Pneumolysin potentiates oxidative inactivation of alpha-1-proteinase inhibitor by activated human neutrophils.

This study was designed to investigate the effects of the Streptococcus pneumoniae-derived, pro-inflammatory toxin, pneumolysin (8.37 and 41.75 ng/ml), on the oxidative inactivation of alpha-1-protease inhibitor (API) by chemoattractant-activated human neutrophils in vitro. The elastase inhibitory capacity (EIC) of API in supernatants from unstimulated neutrophils, neutrophils treated with pneumolysin only, or with the chemoattractant FMLP (1 microM) only, or the combination of the toxin with FMLP was measured by a colorimetric procedure based on the activity of added porcine elastase. The EIC of API was unaffected by exposure to pneumolysin only, unstimulated neutrophils, or neutrophils treated with pneumolysin only.
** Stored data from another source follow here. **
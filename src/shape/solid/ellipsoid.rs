use crate::error::Result;
use crate::math::{ensure_positive, is_positive, Vector3, PI, TRIAXIAL_EXPONENT};
use crate::shape::{Measure, ShapeKind};

/// An ellipsoid with semi-axes `a` (X), `b` (Y) and `c` (Z).
///
/// When `a == b` exactly the shape is treated as a spheroid about Z and its
/// surface area uses the closed form: oblate for `a > c`, prolate otherwise.
/// Every other case uses the Knud Thomsen approximation with
/// `p = 1.6075`.
#[derive(Debug, Clone, PartialEq)]
pub struct Ellipsoid {
    semi_axis_a: f64,
    semi_axis_b: f64,
    semi_axis_c: f64,
}

impl Ellipsoid {
    /// Creates an ellipsoid without checking the semi-axes.
    #[must_use]
    pub fn new(semi_axis_a: f64, semi_axis_b: f64, semi_axis_c: f64) -> Self {
        Self {
            semi_axis_a,
            semi_axis_b,
            semi_axis_c,
        }
    }

    /// Creates an ellipsoid with checked semi-axes.
    ///
    /// # Errors
    ///
    /// Returns an error if any semi-axis is not finite and positive.
    pub fn try_new(semi_axis_a: f64, semi_axis_b: f64, semi_axis_c: f64) -> Result<Self> {
        Ok(Self::new(
            ensure_positive("semi_axis_a", semi_axis_a)?,
            ensure_positive("semi_axis_b", semi_axis_b)?,
            ensure_positive("semi_axis_c", semi_axis_c)?,
        ))
    }

    #[must_use]
    pub fn semi_axis_a(&self) -> f64 {
        self.semi_axis_a
    }

    #[must_use]
    pub fn semi_axis_b(&self) -> f64 {
        self.semi_axis_b
    }

    #[must_use]
    pub fn semi_axis_c(&self) -> f64 {
        self.semi_axis_c
    }

    /// Whether the area takes the spheroid branch (`a` and `b` bitwise equal).
    #[must_use]
    #[allow(clippy::float_cmp)]
    pub fn is_spheroid(&self) -> bool {
        self.semi_axis_a == self.semi_axis_b
    }

    pub(crate) fn extents(&self) -> Vector3 {
        Vector3::new(self.semi_axis_a, self.semi_axis_b, self.semi_axis_c) * 2.0
    }

    pub(crate) fn scaled(&self, factor: f64) -> Self {
        Self::new(
            self.semi_axis_a * factor,
            self.semi_axis_b * factor,
            self.semi_axis_c * factor,
        )
    }

    pub(crate) fn is_valid(&self) -> bool {
        is_positive(self.semi_axis_a)
            && is_positive(self.semi_axis_b)
            && is_positive(self.semi_axis_c)
    }

    #[allow(clippy::float_cmp)]
    fn spheroid_area(a: f64, c: f64) -> f64 {
        if a > c {
            let ratio = c / a;
            let eccentricity = (1.0 - ratio.powi(2)).sqrt();
            2.0 * PI * a.powi(2) * (1.0 + (ratio.powi(2) / eccentricity) * eccentricity.atanh())
        } else {
            let eccentricity = (1.0 - (a / c).powi(2)).sqrt();
            // a == c: the closed form is inf * 0, its limit is the sphere.
            if eccentricity == 0.0 {
                return 4.0 * PI * a.powi(2);
            }
            2.0 * PI * a.powi(2) * (1.0 + c / (a * eccentricity) * eccentricity.asinh())
        }
    }

    fn triaxial_area(a: f64, b: f64, c: f64) -> f64 {
        let p = TRIAXIAL_EXPONENT;
        let (ap, bp, cp) = (a.powf(p), b.powf(p), c.powf(p));
        4.0 * PI * ((ap * bp + ap * cp + bp * cp) / 3.0).powf(1.0 / p)
    }
}

impl Measure for Ellipsoid {
    fn kind(&self) -> ShapeKind {
        ShapeKind::Ellipsoid
    }

    fn area(&self) -> f64 {
        if self.is_spheroid() {
            Self::spheroid_area(self.semi_axis_a, self.semi_axis_c)
        } else {
            Self::triaxial_area(self.semi_axis_a, self.semi_axis_b, self.semi_axis_c)
        }
    }

    /// Returns `4abc / 3`.
    ///
    /// This omits the factor of pi in the true ellipsoid volume; reported
    /// values are kept consistent with that definition.
    fn volume(&self) -> f64 {
        (4.0 * self.semi_axis_a * self.semi_axis_b * self.semi_axis_c) / 3.0
    }
}
pub mod query;
pub mod shaping;
pub mod transform;
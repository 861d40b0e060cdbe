use crate::error::Result;
use crate::math::{ensure_positive, is_positive, Vector3};
use crate::shape::{Measure, Perimeter, ShapeKind};

/// An axis-aligned rectangle.
#[derive(Debug, Clone, PartialEq)]
pub struct Rectangle {
    width: f64,
    height: f64,
}

impl Rectangle {
    #[must_use]
    pub fn new(width: f64, height: f64) -> Self {
        Self { width, height }
    }

    /// Creates a rectangle with checked dimensions.
    ///
    /// # Errors
    ///
    /// Returns an error if either side is not finite and positive.
    pub fn try_new(width: f64, height: f64) -> Result<Self> {
        Ok(Self::new(
            ensure_positive("width", width)?,
            ensure_positive("height", height)?,
        ))
    }

    #[must_use]
    pub fn width(&self) -> f64 {
        self.width
    }

    #[must_use]
    pub fn height(&self) -> f64 {
        self.height
    }

    pub(crate) fn extents(&self) -> Vector3 {
        Vector3::new(self.width, self.height, 0.0)
    }

    pub(crate) fn scaled(&self, factor: f64) -> Self {
        Self::new(self.width * factor, self.height * factor)
    }

    pub(crate) fn is_valid(&self) -> bool {
        is_positive(self.width) && is_positive(self.height)
    }
}

impl Measure for Rectangle {
    fn kind(&self) -> ShapeKind {
        ShapeKind::Rectangle
    }

    fn area(&self) -> f64 {
        self.width * self.height
    }

    fn volume(&self) -> f64 {
        0.0
    }
}

impl Perimeter for Rectangle {
    fn perimeter(&self) -> f64 {
        2.0 * (self.width + self.height)
    }
}

#[cfg(test)]
#[allow(clippy::unwrap_used)]
mod tests {
    use super::*;

    #[test]
    fn two_by_three() {
        let r = Rectangle::new(2.0, 3.0);
        assert!((r.area() - 6.0).abs() < 1e-12);
        assert!((r.perimeter() - 10.0).abs() < 1e-12);
    }

    #[test]
    fn try_new_names_bad_side() {
        let err = Rectangle::try_new(2.0, -1.0).unwrap_err();
        assert!(err.to_string().contains("height"));
    }
}
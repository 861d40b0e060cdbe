use thiserror::Error;

/// Top-level error type for shapeform.
#[derive(Debug, Error)]
pub enum ShapeError {
    #[error(transparent)]
    Geometry(#[from] GeometryError),

    #[error(transparent)]
    Store(#[from] StoreError),

    #[error(transparent)]
    Operation(#[from] OperationError),
}

/// Errors raised by checked shape construction.
#[derive(Debug, Error)]
pub enum GeometryError {
    #[error("dimension {name} = {value} must be finite and positive")]
    NonPositiveDimension { name: &'static str, value: f64 },
}

/// Errors related to the shape store.
#[derive(Debug, Error)]
pub enum StoreError {
    #[error("shape not found")]
    ShapeNotFound,
}

/// Errors related to shape operations.
#[derive(Debug, Error)]
pub enum OperationError {
    #[error("invalid input: {0}")]
    InvalidInput(String),
}

/// Convenience type alias for results using [`ShapeError`].
pub type Result<T> = std::result::Result<T, ShapeError>;
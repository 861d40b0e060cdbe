mod area;
mod bounding_box;
mod is_valid;
mod perimeter;
mod volume;

pub use area::Area;
pub use bounding_box::BoundingBox;
pub use is_valid::IsValid;
pub use perimeter::Perimeter;
pub use volume::Volume;
use crate::error::{GeometryError, Result};

/// 3D vector type, used for axis-aligned extents.
pub type Vector3 = nalgebra::Vector3<f64>;

/// The circle constant used by every formula.
pub const PI: f64 = std::f64::consts::PI;

/// Exponent of the Knud Thomsen approximation for triaxial ellipsoid area.
pub const TRIAXIAL_EXPONENT: f64 = 1.6075;

/// Returns `value` if it is finite and strictly positive.
///
/// # Errors
///
/// Returns [`GeometryError::NonPositiveDimension`] naming the offending dimension.
pub fn ensure_positive(name: &'static str, value: f64) -> Result<f64> {
    if value.is_finite() && value > 0.0 {
        Ok(value)
    } else {
        Err(GeometryError::NonPositiveDimension { name, value }.into())
    }
}

/// Whether a stored dimension would pass [`ensure_positive`].
#[must_use]
pub fn is_positive(value: f64) -> bool {
    value.is_finite() && value > 0.0
}

#[cfg(test)]
#[allow(clippy::unwrap_used)]
mod tests {
    use super::*;

    #[test]
    fn accepts_positive() {
        assert!(ensure_positive("side", 2.5).is_ok());
    }

    #[test]
    fn rejects_zero_negative_and_nan() {
        assert!(ensure_positive("side", 0.0).is_err());
        assert!(ensure_positive("side", -1.0).is_err());
        assert!(ensure_positive("side", f64::NAN).is_err());
        assert!(ensure_positive("side", f64::INFINITY).is_err());
    }

    #[test]
    fn error_names_dimension() {
        let err = ensure_positive("radius", -3.0).unwrap_err();
        assert_eq!(
            err.to_string(),
            "dimension radius = -3 must be finite and positive"
        );
    }
}
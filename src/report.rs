//! Number formatting for shape reports.
//!
//! Values are printed in "general" notation with six significant digits:
//! fixed-point when the decimal exponent is in `-4..6`, scientific otherwise,
//! with trailing zeros removed in both cases.

/// Significant digits used by [`general`].
pub const SIGNIFICANT_DIGITS: usize = 6;

/// Formats `value` in general notation with [`SIGNIFICANT_DIGITS`] digits.
#[must_use]
pub fn general(value: f64) -> String {
    general_with_precision(value, SIGNIFICANT_DIGITS)
}

/// Formats `value` in general notation with `precision` significant digits.
#[must_use]
pub fn general_with_precision(value: f64, precision: usize) -> String {
    if value.is_nan() {
        return "nan".into();
    }
    if value.is_infinite() {
        return if value > 0.0 { "inf".into() } else { "-inf".into() };
    }
    if value == 0.0 {
        return "0".into();
    }

    let precision = precision.max(1);
    // Round first so that e.g. 999999.7 is classified with exponent 6.
    let scientific = format!("{:.*e}", precision - 1, value);
    let Some((mantissa, exponent)) = scientific.split_once('e') else {
        return scientific;
    };
    let Ok(exponent) = exponent.parse::<i32>() else {
        return scientific;
    };

    let max_exponent = i32::try_from(precision).unwrap_or(i32::MAX);
    if exponent < -4 || exponent >= max_exponent {
        let sign = if exponent < 0 { '-' } else { '+' };
        format!(
            "{}e{sign}{:02}",
            trim_fraction(mantissa),
            exponent.unsigned_abs()
        )
    } else {
        let decimals = usize::try_from(max_exponent - 1 - exponent).unwrap_or(0);
        trim_fraction(&format!("{value:.decimals$}")).to_owned()
    }
}

fn trim_fraction(digits: &str) -> &str {
    if digits.contains('.') {
        digits.trim_end_matches('0').trim_end_matches('.')
    } else {
        digits
    }
}
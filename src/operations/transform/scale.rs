use crate::error::{OperationError, Result};
use crate::math::is_positive;
use crate::store::{ShapeId, ShapeStore};

/// Scales a shape uniformly about its own origin.
///
/// Every length is multiplied by `factor`, including a prism's base and
/// height, so areas scale by `factor^2` and volumes by `factor^3`. The source
/// shape is left untouched and the scaled copy is added to the store.
pub struct Scale {
    shape: ShapeId,
    factor: f64,
}

impl Scale {
    /// Creates a new `Scale` operation.
    #[must_use]
    pub fn new(shape: ShapeId, factor: f64) -> Self {
        Self { shape, factor }
    }

    /// Executes the scaling, returning the ID of the new shape.
    ///
    /// # Errors
    ///
    /// Returns an error if the shape is not found, or
    /// [`OperationError::InvalidInput`] if the factor is not finite and positive.
    pub fn execute(&self, store: &mut ShapeStore) -> Result<ShapeId> {
        if !is_positive(self.factor) {
            return Err(OperationError::InvalidInput(format!(
                "scale factor must be finite and positive, got {}",
                self.factor
            ))
            .into());
        }

        let scaled = store.shape(self.shape)?.scaled(self.factor);
        tracing::debug!(source = ?self.shape, factor = self.factor, "scaling shape");
        Ok(store.add(scaled))
    }
}
//! Energy Predict - prediction service for household appliance energy use
//!
//! Serves trained regression models over HTTP. Each request is reconciled
//! against the column layout its model was trained on before prediction.
//! A small least-squares house price estimator is served alongside.

pub mod config;
pub mod core;
pub mod error;
pub mod models;
pub mod routes;
pub mod services;

// Re-export commonly used types
pub use core::{schema_for, LoadedModel, Predictor, Reconciler};
pub use error::PredictionError;
pub use models::{FeatureMatrix, InputRecord, ModelKey, Schema};
pub use services::ModelRegistry;
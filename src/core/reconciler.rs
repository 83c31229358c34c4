use serde_json::Value;

use crate::core::preprocessing::{indicator_column, CategoricalEncoding, Preprocessing};
use crate::error::PredictionError;
use crate::models::{FeatureMatrix, FeatureValue, InputRecord, Schema};

/// Maps arbitrary input records onto a model's training column layout
///
/// # Pipeline Stages
/// 1. Numeric columns: convert, or fill from the fallback policy
/// 2. Categorical columns: required, stringified labels
/// 3. Persisted scaling of numeric columns
/// 4. Categorical encoding (passthrough or one-hot)
#[derive(Debug, Clone)]
pub struct Reconciler {
    schema: Schema,
    preprocessing: Preprocessing,
}

impl Reconciler {
    pub fn new(schema: Schema, preprocessing: Preprocessing) -> Self {
        Self { schema, preprocessing }
    }

    pub fn schema(&self) -> &Schema {
        &self.schema
    }

    pub fn preprocessing(&self) -> &Preprocessing {
        &self.preprocessing
    }

    /// Columns of the matrix produced by [`Reconciler::reconcile`]
    pub fn output_columns(&self) -> Vec<String> {
        let mut columns = self.schema.numeric.clone();
        match &self.preprocessing.encoding {
            CategoricalEncoding::Passthrough => columns.extend(self.schema.categorical.iter().cloned()),
            encoding @ CategoricalEncoding::OneHot { .. } => {
                for col in &self.schema.categorical {
                    columns.extend(
                        encoding
                            .encoded_levels(col)
                            .iter()
                            .map(|level| indicator_column(col, level)),
                    );
                }
            }
        }
        columns
    }

    /// Reconcile a single record into a one-row matrix
    pub fn reconcile(&self, record: &InputRecord) -> Result<FeatureMatrix, PredictionError> {
        self.reconcile_batch(std::slice::from_ref(record))
    }

    /// Reconcile every record; the first failing record aborts the batch
    pub fn reconcile_batch(&self, records: &[InputRecord]) -> Result<FeatureMatrix, PredictionError> {
        let mut matrix = FeatureMatrix::new(self.output_columns());
        matrix.rows.reserve(records.len());
        for record in records {
            matrix.rows.push(self.reconcile_row(record)?);
        }
        Ok(matrix)
    }

    fn reconcile_row(&self, record: &InputRecord) -> Result<Vec<FeatureValue>, PredictionError> {
        let mut row = Vec::with_capacity(self.schema.width());

        for col in &self.schema.numeric {
            let raw = match record.get(col) {
                Some(value) => numeric_value(col, value)?,
                None => self.preprocessing.fallback.fill_value(col).ok_or_else(|| {
                    PredictionError::SchemaMismatch(format!("{} (no fallback value available)", col))
                })?,
            };
            let value = match &self.preprocessing.scaler {
                Some(scaler) => scaler.transform(col, raw),
                None => raw,
            };
            row.push(FeatureValue::Numeric(value));
        }

        for col in &self.schema.categorical {
            let value = record
                .get(col)
                .ok_or_else(|| PredictionError::SchemaMismatch(col.clone()))?;
            let label = category_label(col, value)?;
            match &self.preprocessing.encoding {
                CategoricalEncoding::Passthrough => row.push(FeatureValue::Category(label)),
                encoding @ CategoricalEncoding::OneHot { .. } => {
                    // Unseen labels encode as all zeros
                    row.extend(encoding.encoded_levels(col).iter().map(|level| {
                        FeatureValue::Numeric(if *level == label { 1.0 } else { 0.0 })
                    }));
                }
            }
        }

        Ok(row)
    }
}

fn numeric_value(column: &str, value: &Value) -> Result<f64, PredictionError> {
    let parsed = match value {
        Value::Number(n) => n.as_f64(),
        Value::String(s) => s.trim().parse::<f64>().ok(),
        _ => None,
    };
    match parsed {
        Some(v) if v.is_finite() => Ok(v),
        _ => Err(PredictionError::type_conversion(
            column,
            format!("expected a number, got {}", value),
        )),
    }
}

fn category_label(column: &str, value: &Value) -> Result<String, PredictionError> {
    match value {
        Value::String(s) => Ok(s.clone()),
        Value::Number(n) => Ok(n.to_string()),
        Value::Bool(b) => Ok(b.to_string()),
        _ => Err(PredictionError::type_conversion(
            column,
            format!("expected a scalar label, got {}", value),
        )),
    }
}
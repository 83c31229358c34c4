use serde::{Deserialize, Serialize};
use crate::models::domain::PriceStatistics;

/// Response for the appliance prediction endpoints
#[derive(Debug, Clone, Serialize, Deserialize)]
pub struct PredictionResponse {
    pub predicted_energy_consumption: Vec<f64>,
}

/// Health check response
#[derive(Debug, Clone, Serialize, Deserialize)]
pub struct HealthResponse {
    pub status: String,
    pub version: String,
    pub timestamp: chrono::DateTime<chrono::Utc>,
    pub models_loaded: Vec<String>,
}

/// Error response
#[derive(Debug, Clone, Serialize, Deserialize)]
pub struct ErrorResponse {
    pub error: String,
}

/// House price estimate with the sub-location's price summary
#[derive(Debug, Clone, Serialize, Deserialize)]
pub struct HousePriceResponse {
    pub predicted_price: f64,
    pub location: String,
    pub sub_location: String,
    pub training_rows: usize,
    pub statistics: Option<PriceStatistics>,
}
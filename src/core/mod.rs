// Core pipeline exports
pub mod artifact;
pub mod housing;
pub mod model;
pub mod payload;
pub mod predictor;
pub mod preprocessing;
pub mod reconciler;
pub mod regression;
pub mod schema;

pub use artifact::{ArtifactError, Estimator, ModelArtifact};
pub use housing::{estimate_price, summary_statistics, HousePriceEstimate};
pub use model::LoadedModel;
pub use payload::parse_records;
pub use predictor::{LinearPredictor, Predictor};
pub use preprocessing::{CategoricalEncoding, FallbackPolicy, Preprocessing, StandardScaler};
pub use reconciler::Reconciler;
pub use regression::{LinearRegression, RegressionError};
pub use schema::{schema_for, schema_for_name};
However, exposure to FMLP-activated neutrophils resulted in a reduction of the EIC of API, which was significantly (P<0.05) augmented by pneumolysin (mean reductions of 16%, 43% and 83% for FMLP only and in combination with 8.37 and 41.75 ng/ml pneumolysin, respectively), and was attenuated by wortmannin (1 microM), an inhibitor of NADPH oxidase, the oxidant-scavenger methionine (100 microM), and depletion of Ca2+ from the cell-suspending medium. These pro-proteolytic interactions of pneumolysin with chemoattractant-activated neutrophils may contribute to the invasiveness of the pneumococcus.